Slog reader Julian emails me with this bit of overheard conversation regarding Seattle's Charter Amendment 19, district elections:
I know you're not a fan of Prop 19. I wait on the 37th and 43rd combined district republican monthly meetings. Usually, they barely have 20 people and are dreadfully boring, but they had a representative from Prop 19 tonight, and I heard straight from their mouths the rationale behind prop 19, and why all the R's will be voting for it.
Over and over and over, these people fixate on securing 35% of the King County vote. They claim (every month) that if they can secure 35% of the KC vote, they can win state wide.
It's not just that the minor slum lords want to have the chance to own their own one and only district person, its deeper than that. They want to be able to elect one or even two republican leaning council members from the affluent districts. If a safe republican seat can be created on the city council, you have the opportunity to create a republican bench inside Seattle. Since Rossi came close, but failed to make in roads in KC, a candidate closer to home might work. They fully acknowledge they won't win the at large or the rest of the seats, but they said that having a decent chance at a couple seats will lead to big gains in the future.

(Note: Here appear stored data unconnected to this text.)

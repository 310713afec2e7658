//! Retry policy for failed deliveries.

use std::time::Duration;

use rand::Rng;

/// Exponential backoff with jitter and an attempt ceiling.
#[derive(Debug, Clone)]
pub struct RetryPolicy {
    /// Deliveries allowed before a job is dead-lettered.
    pub max_attempts: u32,
    pub base_backoff: Duration,
    pub max_backoff: Duration,
}

impl Default for RetryPolicy {
    fn default() -> Self {
        Self {
            max_attempts: 5,
            base_backoff: Duration::from_secs(5),
            max_backoff: Duration::from_secs(600),
        }
    }
}

impl RetryPolicy {
    /// `base * 2^(attempts-1)`, capped at `max_backoff`. No jitter.
    pub fn backoff(&self, attempts: u32) -> Duration {
        let exponent = attempts.saturating_sub(1).min(31);
        self.base_backoff
            .checked_mul(1u32 << exponent)
            .unwrap_or(self.max_backoff)
            .min(self.max_backoff)
    }

    /// Delay before redelivery: backoff plus up to 25% jitter, raised to
    /// the provider's `Retry-After` hint when that is longer.
    pub fn delay_for(&self, attempts: u32, hint: Option<Duration>) -> Duration {
        let backoff = self.backoff(attempts);
        let spread = (backoff.as_millis() / 4) as u64;
        let jitter = if spread == 0 {
            0
        } else {
            rand::thread_rng().gen_range(0..=spread)
        };
        let delay = (backoff + Duration::from_millis(jitter)).min(self.max_backoff);
        match hint {
            Some(h) if h > delay => h,
            _ => delay,
        }
    }

    /// Whether a delivery on its `attempts`-th try may not be retried again.
    pub fn exhausted(&self, attempts: u32) -> bool {
        attempts >= self.max_attempts
    }
}
//! Gmail adapter (REST v1).
//!
//! Change enumeration walks `users/me/history` from the stored cursor.
//! Replies are built as RFC 5322 messages with `lettre`, base64url-encoded,
//! and sent with the original `threadId` so Gmail threads them.

use std::collections::HashSet;

use async_trait::async_trait;
use base64::Engine as _;
use base64::engine::general_purpose::URL_SAFE;
use lettre::message::header::ContentType;
use lettre::message::{Mailbox as Address, Message};
use secrecy::{ExposeSecret, SecretString};
use serde::Deserialize;
use serde_json::json;
use tracing::debug;

use crate::error::ProviderError;
use crate::pipeline::types::{HistoryId, Label, MessageEnvelope, MessageRef, ProviderKind};
use crate::providers::{MailProvider, ensure_success, read_json, reply_subject, transport_error};

const PROVIDER: &str = "gmail";

/// Headers requested with `format=metadata`.
const METADATA_HEADERS: [&str; 5] = ["From", "To", "Subject", "Date", "Message-ID"];

pub const INBOX_LABEL: &str = "INBOX";
pub const UNREAD_LABEL: &str = "UNREAD";

// ── Wire types ──────────────────────────────────────────────────────

#[derive(Debug, Deserialize)]
#[serde(rename_all = "camelCase")]
struct HistoryPage {
    #[serde(default)]
    history: Vec<HistoryRecord>,
    next_page_token: Option<String>,
}

#[derive(Debug, Deserialize)]
#[serde(rename_all = "camelCase")]
struct HistoryRecord {
    id: String,
    #[serde(default)]
    messages_added: Vec<MessageAdded>,
}

#[derive(Debug, Deserialize)]
struct MessageAdded {
    message: MinimalMessage,
}

#[derive(Debug, Deserialize)]
#[serde(rename_all = "camelCase")]
struct MinimalMessage {
    id: String,
    thread_id: Option<String>,
    label_ids: Option<Vec<String>>,
}

#[derive(Debug, Deserialize)]
#[serde(rename_all = "camelCase")]
struct GmailMessage {
    id: String,
    thread_id: String,
    #[serde(default)]
    label_ids: Vec<String>,
    #[serde(default)]
    snippet: String,
    payload: Option<MessagePayload>,
}

#[derive(Debug, Deserialize)]
struct MessagePayload {
    #[serde(default)]
    headers: Vec<Header>,
}

#[derive(Debug, Deserialize)]
struct Header {
    name: String,
    value: String,
}

#[derive(Debug, Deserialize)]
struct Thread {
    #[serde(default)]
    messages: Vec<serde_json::Value>,
}

#[derive(Debug, Deserialize)]
struct LabelList {
    #[serde(default)]
    labels: Vec<Label>,
}

#[derive(Debug, Deserialize)]
struct SentMessage {
    id: Option<String>,
}

impl GmailMessage {
    fn header(&self, name: &str) -> Option<&str> {
        self.payload
            .as_ref()?
            .headers
            .iter()
            .find(|h| h.name.eq_ignore_ascii_case(name))
            .map(|h| h.value.as_str())
    }

    fn into_envelope(self) -> MessageEnvelope {
        let from = self.header("From").unwrap_or_default().to_string();
        let to = self
            .header("To")
            .map(|v| {
                v.split(',')
                    .map(str::trim)
                    .filter(|s| !s.is_empty())
                    .map(String::from)
                    .collect()
            })
            .unwrap_or_default();
        let subject = self.header("Subject").unwrap_or_default().to_string();
        let date = self.header("Date").map(String::from);
        let internet_message_id = self.header("Message-ID").map(String::from);

        MessageEnvelope {
            is_unread: self.label_ids.iter().any(|l| l == UNREAD_LABEL),
            id: self.id,
            thread_id: self.thread_id,
            from,
            to,
            subject,
            date,
            body: self.snippet,
            internet_message_id,
            labels: self.label_ids,
        }
    }
}

// ── Adapter ─────────────────────────────────────────────────────────

/// Gmail adapter bound to one mailbox's access token.
pub struct GmailProvider {
    client: reqwest::Client,
    base_url: String,
    email: String,
    token: SecretString,
}

impl GmailProvider {
    pub fn new(client: reqwest::Client, base_url: &str, email: &str, token: SecretString) -> Self {
        Self {
            client,
            base_url: base_url.trim_end_matches('/').to_string(),
            email: email.to_string(),
            token,
        }
    }

    fn url(&self, path: &str) -> String {
        format!("{}/users/me/{path}", self.base_url)
    }

    async fn get_json<T: serde::de::DeserializeOwned>(
        &self,
        path: &str,
        query: &[(&str, &str)],
    ) -> Result<T, ProviderError> {
        let resp = self
            .client
            .get(self.url(path))
            .bearer_auth(self.token.expose_secret())
            .query(query)
            .send()
            .await
            .map_err(|e| transport_error(PROVIDER, e))?;
        let resp = ensure_success(PROVIDER, path, resp).await?;
        read_json(PROVIDER, resp).await
    }

    async fn post_json(
        &self,
        path: &str,
        body: &serde_json::Value,
    ) -> Result<reqwest::Response, ProviderError> {
        let resp = self
            .client
            .post(self.url(path))
            .bearer_auth(self.token.expose_secret())
            .json(body)
            .send()
            .await
            .map_err(|e| transport_error(PROVIDER, e))?;
        ensure_success(PROVIDER, path, resp).await
    }

    /// Build the raw RFC 5322 reply.
    fn build_reply(&self, original: &MessageEnvelope, text: &str) -> Result<Vec<u8>, ProviderError> {
        let invalid = |reason: String| ProviderError::InvalidMessage {
            provider: PROVIDER.to_string(),
            reason,
        };

        let from: Address = self
            .email
            .parse()
            .map_err(|e| invalid(format!("sender {}: {e}", self.email)))?;
        let to: Address = original
            .from
            .parse::<Address>()
            .or_else(|_| original.sender_address().parse::<Address>())
            .map_err(|e| invalid(format!("recipient {}: {e}", original.from)))?;

        let mut builder = Message::builder()
            .from(from)
            .to(to)
            .subject(reply_subject(&original.subject))
            .header(ContentType::TEXT_PLAIN);
        if let Some(parent) = &original.internet_message_id {
            builder = builder.in_reply_to(parent.clone()).references(parent.clone());
        }

        let message = builder
            .body(text.to_string())
            .map_err(|e| invalid(e.to_string()))?;
        Ok(message.formatted())
    }
}

#[async_trait]
impl MailProvider for GmailProvider {
    fn kind(&self) -> ProviderKind {
        ProviderKind::Google
    }

    async fn fetch_changes_since(
        &self,
        since: HistoryId,
        until: HistoryId,
    ) -> Result<Vec<MessageRef>, ProviderError> {
        let start = since.to_string();
        let mut seen = HashSet::new();
        let mut refs = Vec::new();
        let mut page_token: Option<String> = None;

        loop {
            let mut query = vec![
                ("startHistoryId", start.as_str()),
                ("historyTypes", "messageAdded"),
            ];
            if let Some(token) = page_token.as_deref() {
                query.push(("pageToken", token));
            }
            let page: HistoryPage = self.get_json("history", &query).await?;

            for record in page.history {
                let Ok(record_id) = record.id.parse::<HistoryId>() else {
                    continue;
                };
                if record_id <= since || record_id > until {
                    continue;
                }
                for added in record.messages_added {
                    if seen.insert(added.message.id.clone()) {
                        refs.push(MessageRef {
                            id: added.message.id,
                            thread_id: added.message.thread_id,
                            label_ids: added.message.label_ids,
                        });
                    }
                }
            }

            match page.next_page_token {
                Some(token) => page_token = Some(token),
                None => break,
            }
        }

        debug!(mailbox = %self.email, since, until, count = refs.len(), "History listed");
        Ok(refs)
    }

    async fn fetch_message(&self, message_id: &str) -> Result<MessageEnvelope, ProviderError> {
        let mut query = vec![("format", "metadata")];
        query.extend(METADATA_HEADERS.iter().map(|h| ("metadataHeaders", *h)));
        let message: GmailMessage = self
            .get_json(&format!("messages/{message_id}"), &query)
            .await?;
        Ok(message.into_envelope())
    }

    async fn thread_message_count(&self, thread_id: &str) -> Result<usize, ProviderError> {
        let thread: Thread = self
            .get_json(&format!("threads/{thread_id}"), &[("format", "minimal")])
            .await?;
        Ok(thread.messages.len())
    }

    async fn send_reply(
        &self,
        original: &MessageEnvelope,
        reply_text: &str,
    ) -> Result<Option<String>, ProviderError> {
        let raw = URL_SAFE.encode(self.build_reply(original, reply_text)?);
        let resp = self
            .post_json(
                "messages/send",
                &json!({ "raw": raw, "threadId": original.thread_id }),
            )
            .await?;
        let sent: SentMessage = read_json(PROVIDER, resp).await?;
        Ok(sent.id)
    }

    async fn list_labels(&self) -> Result<Vec<Label>, ProviderError> {
        let list: LabelList = self.get_json("labels", &[]).await?;
        Ok(list.labels)
    }

    async fn create_label(&self, name: &str) -> Result<Label, ProviderError> {
        let resp = self
            .post_json(
                "labels",
                &json!({
                    "name": name,
                    "labelListVisibility": "labelShow",
                    "messageListVisibility": "show",
                }),
            )
            .await?;
        read_json(PROVIDER, resp).await
    }

    async fn apply_label(&self, message_id: &str, label: &Label) -> Result<(), ProviderError> {
        self.post_json(
            &format!("messages/{message_id}/modify"),
            &json!({ "addLabelIds": [label.id] }),
        )
        .await?;
        Ok(())
    }

    fn default_label(&self) -> Option<Label> {
        Some(Label {
            id: INBOX_LABEL.to_string(),
            name: INBOX_LABEL.to_string(),
        })
    }
}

So that's the Republican rationale for supporting district elections, and it makes a bit of sense. Though I have to say that I don't think an openly-Republican Republican could win election in any of the proposed council districts (they're not competitive in the LDs), and there would be hell to pay from Seattle voters should a closeted-Republican council member run for higher office on the GOP ticket (you know who I'm talking about, Tim). I also think that the 35 percent bar is a little low; a Republican candidate really needs to push closer to 40 percent in King County in order to have a decent shot at winning statewide.
All that said, if Republicans are for district elections—and for purely strategic reasons—it only serves to reinforce my opposition to this well-meaning but deeply flawed ballot measure.